**PROBLEM TO WORK ON:**
Each entry below is to be printed verbatim.

[Stored entries]
++++++

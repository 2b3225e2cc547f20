//! Builder for `ControlEngine` and the config-driven constructor.

use std::num::NonZeroUsize;

use crate::engine::ControlEngine;
use crate::error::BuildError;
use crate::model::{StationState, Thresholds};

#[derive(Debug, Clone)]
pub struct EngineBuilder {
    thresholds: Thresholds,
    manual_mode: bool,
    monitoring_active: bool,
    log_capacity: Option<usize>,
}

impl Default for EngineBuilder {
    fn default() -> Self {
        let s = StationState::default();
        Self {
            thresholds: s.thresholds,
            manual_mode: s.manual_mode,
            monitoring_active: s.monitoring_active,
            log_capacity: None,
        }
    }
}

impl EngineBuilder {
    /// Seed thresholds, mode flags and log policy from a validated config.
    pub fn from_config(cfg: &station_config::Config) -> Self {
        Self::default()
            .with_thresholds((&cfg.thresholds).into())
            .with_manual_mode(cfg.control.manual_mode)
            .with_monitoring(cfg.control.monitoring_active)
            .with_log_capacity(cfg.event_log.capacity)
    }

    pub fn with_thresholds(mut self, thresholds: Thresholds) -> Self {
        self.thresholds = thresholds;
        self
    }

    pub fn with_manual_mode(mut self, manual: bool) -> Self {
        self.manual_mode = manual;
        self
    }

    pub fn with_monitoring(mut self, active: bool) -> Self {
        self.monitoring_active = active;
        self
    }

    /// `None` keeps the full history; `Some(n)` retains the newest `n` entries.
    pub fn with_log_capacity(mut self, capacity: Option<usize>) -> Self {
        self.log_capacity = capacity;
        self
    }

    pub fn build(self) -> Result<ControlEngine, BuildError> {
        let capacity = match self.log_capacity {
            None => None,
            Some(n) => Some(
                NonZeroUsize::new(n)
                    .ok_or(BuildError::InvalidConfig("event log capacity must be >= 1"))?,
            ),
        };
        let state = StationState {
            thresholds: self.thresholds,
            manual_mode: self.manual_mode,
            monitoring_active: self.monitoring_active,
            ..StationState::default()
        };
        Ok(ControlEngine::with_parts(state, capacity))
    }
}
#![no_main]
use libfuzzer_sys::fuzz_target;
use station_core::{ControlEngine, SensorSample};
use station_gateway::SensorPayload;

fuzz_target!(|data: &[u8]| {
    let Ok(payload) = serde_json::from_slice::<SensorPayload>(data) else {
        return;
    };
    // Any decodable sample must reconcile without panicking, NaN included.
    let engine = ControlEngine::new();
    engine.ingest(SensorSample::from(payload));
    let s = engine.snapshot();
    assert_eq!(s.water_level, payload.water_level);
    assert!(engine.log_len() >= 1);
});
//! Typed station events. `Display` renders the exact event-log line.

use core::fmt;

#[derive(Debug, Clone, Copy, PartialEq)]
pub enum StationEvent {
    SampleReceived {
        pressure: f64,
        flow: f64,
        water_level: i32,
    },
    PumpActivated {
        pressure: f64,
    },
    PumpDeactivated {
        pressure: f64,
    },
    ValveClosed {
        flow: f64,
    },
    ValveOpened {
        flow: f64,
    },
    /// Level-triggered: emitted for every qualifying sample.
    LowWaterAlert {
        water_level: i32,
    },
}

impl StationEvent {
    /// Whether the event reports an actuator transition (edge-triggered).
    pub fn is_transition(&self) -> bool {
        matches!(
            self,
            Self::PumpActivated { .. }
                | Self::PumpDeactivated { .. }
                | Self::ValveClosed { .. }
                | Self::ValveOpened { .. }
        )
    }

    /// Emit this event through `tracing` at a level matching its severity.
    pub(crate) fn trace(&self) {
        if self.is_transition() {
            tracing::info!(event = %self, "actuator transition");
            return;
        }
        match self {
            Self::SampleReceived {
                pressure,
                flow,
                water_level,
            } => tracing::debug!(pressure, flow, water_level, "sample received"),
            Self::LowWaterAlert { water_level } => {
                tracing::warn!(water_level, "water level critically low");
            }
            _ => {}
        }
    }
}

impl fmt::Display for StationEvent {
    fn fmt(&self, f: &mut fmt::Formatter<'_>) -> fmt::Result {
        match self {
            Self::SampleReceived {
                pressure,
                flow,
                water_level,
            } => write!(
                f,
                "Received data: Pressure={pressure}, Flow={flow}, WaterLevel={water_level}"
            ),
            Self::PumpActivated { pressure } => {
                write!(f, "Pump activated due to low pressure. Pressure={pressure}")
            }
            Self::PumpDeactivated { pressure } => {
                write!(f, "Pump deactivated due to high pressure. Pressure={pressure}")
            }
            Self::ValveClosed { flow } => write!(f, "Valve closed due to high flow. Flow={flow}"),
            Self::ValveOpened { flow } => write!(f, "Valve opened for normal flow. Flow={flow}"),
            Self::LowWaterAlert { water_level } => {
                write!(f, "ALERT: Water level critically low! WaterLevel={water_level}")
            }
        }
    }
}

++++++

**WRITTEN SOLUTION:**
repository 2b3225e2cc547f20
//! Builder for `ControlEngine` and the config-driven constructor.

use std::num::NonZeroUsize;

use crate::engine::ControlEngine;
use crate::error::BuildError;
use crate::model::{StationState, Thresholds};

#[derive(Debug, Clone)]
pub struct EngineBuilder {
    thresholds: Thresholds,
    manual_mode: bool,
    monitoring_active: bool,
    log_capacity: Option<usize>,
}

impl Default for EngineBuilder {
    fn default() -> Self {
        let s = StationState::default();
        Self {
            thresholds: s.thresholds,
            manual_mode: s.manual_mode,
            monitoring_active: s.monitoring_active,
            log_capacity: None,
        }
    }
}

impl EngineBuilder {
    /// Seed thresholds, mode flags and log policy from a validated config.
    pub fn from_config(cfg: &station_config::Config) -> Self {
        Self::default()
            .with_thresholds((&cfg.thresholds).into())
            .with_manual_mode(cfg.control.manual_mode)
            .with_monitoring(cfg.control.monitoring_active)
            .with_log_capacity(cfg.event_log.capacity)
    }

    pub fn with_thresholds(mut self, thresholds: Thresholds) -> Self {
        self.thresholds = thresholds;
        self
    }

    pub fn with_manual_mode(mut self, manual: bool) -> Self {
        self.manual_mode = manual;
        self
    }

    pub fn with_monitoring(mut self, active: bool) -> Self {
        self.monitoring_active = active;
        self
    }

    /// `None` keeps the full history; `Some(n)` retains the newest `n` entries.
    pub fn with_log_capacity(mut self, capacity: Option<usize>) -> Self {
        self.log_capacity = capacity;
        self
    }

    pub fn build(self) -> Result<ControlEngine, BuildError> {
        let capacity = match self.log_capacity {
            None => None,
            Some(n) => Some(
                NonZeroUsize::new(n)
                    .ok_or(BuildError::InvalidConfig("event log capacity must be >= 1"))?,
            ),
        };
        let state = StationState {
            thresholds: self.thresholds,
            manual_mode: self.manual_mode,
            monitoring_active: self.monitoring_active,
            ..StationState::default()
        };
        Ok(ControlEngine::with_parts(state, capacity))
    }
}
#![no_main]
use libfuzzer_sys::fuzz_target;
use station_core::{ControlEngine, SensorSample};
use station_gateway::SensorPayload;

fuzz_target!(|data: &[u8]| {
    let Ok(payload) = serde_json::from_slice::<SensorPayload>(data) else {
        return;
    };
    // Any decodable sample must reconcile without panicking, NaN included.
    let engine = ControlEngine::new();
    engine.ingest(SensorSample::from(payload));
    let s = engine.snapshot();
    assert_eq!(s.water_level, payload.water_level);
    assert!(engine.log_len() >= 1);
});
//! Typed station events. `Display` renders the exact event-log line.

use core::fmt;

#[derive(Debug, Clone, Copy, PartialEq)]
pub enum StationEvent {
    SampleReceived {
        pressure: f64,
        flow: f64,
        water_level: i32,
    },
    PumpActivated {
        pressure: f64,
    },
    PumpDeactivated {
        pressure: f64,
    },
    ValveClosed {
        flow: f64,
    },
    ValveOpened {
        flow: f64,
    },
    /// Level-triggered: emitted for every qualifying sample.
    LowWaterAlert {
        water_level: i32,
    },
}

impl StationEvent {
    /// Whether the event reports an actuator transition (edge-triggered).
    pub fn is_transition(&self) -> bool {
        matches!(
            self,
            Self::PumpActivated { .. }
                | Self::PumpDeactivated { .. }
                | Self::ValveClosed { .. }
                | Self::ValveOpened { .. }
        )
    }

    /// Emit this event through `tracing` at a level matching its severity.
    pub(crate) fn trace(&self) {
        if self.is_transition() {
            tracing::info!(event = %self, "actuator transition");
            return;
        }
        match self {
            Self::SampleReceived {
                pressure,
                flow,
                water_level,
            } => tracing::debug!(pressure, flow, water_level, "sample received"),
            Self::LowWaterAlert { water_level } => {
                tracing::warn!(water_level, "water level critically low");
            }
            _ => {}
        }
    }
}

impl fmt::Display for StationEvent {
    fn fmt(&self, f: &mut fmt::Formatter<'_>) -> fmt::Result {
        match self {
            Self::SampleReceived {
                pressure,
                flow,
                water_level,
            } => write!(
                f,
                "Received data: Pressure={pressure}, Flow={flow}, WaterLevel={water_level}"
            ),
            Self::PumpActivated { pressure } => {
                write!(f, "Pump activated due to low pressure. Pressure={pressure}")
            }
            Self::PumpDeactivated { pressure } => {
                write!(f, "Pump deactivated due to high pressure. Pressure={pressure}")
            }
            Self::ValveClosed { flow } => write!(f, "Valve closed due to high flow. Flow={flow}"),
            Self::ValveOpened { flow } => write!(f, "Valve opened for normal flow. Flow={flow}"),
            Self::LowWaterAlert { water_level } => {
                write!(f, "ALERT: Water level critically low! WaterLevel={water_level}")
            }
        }
    }
}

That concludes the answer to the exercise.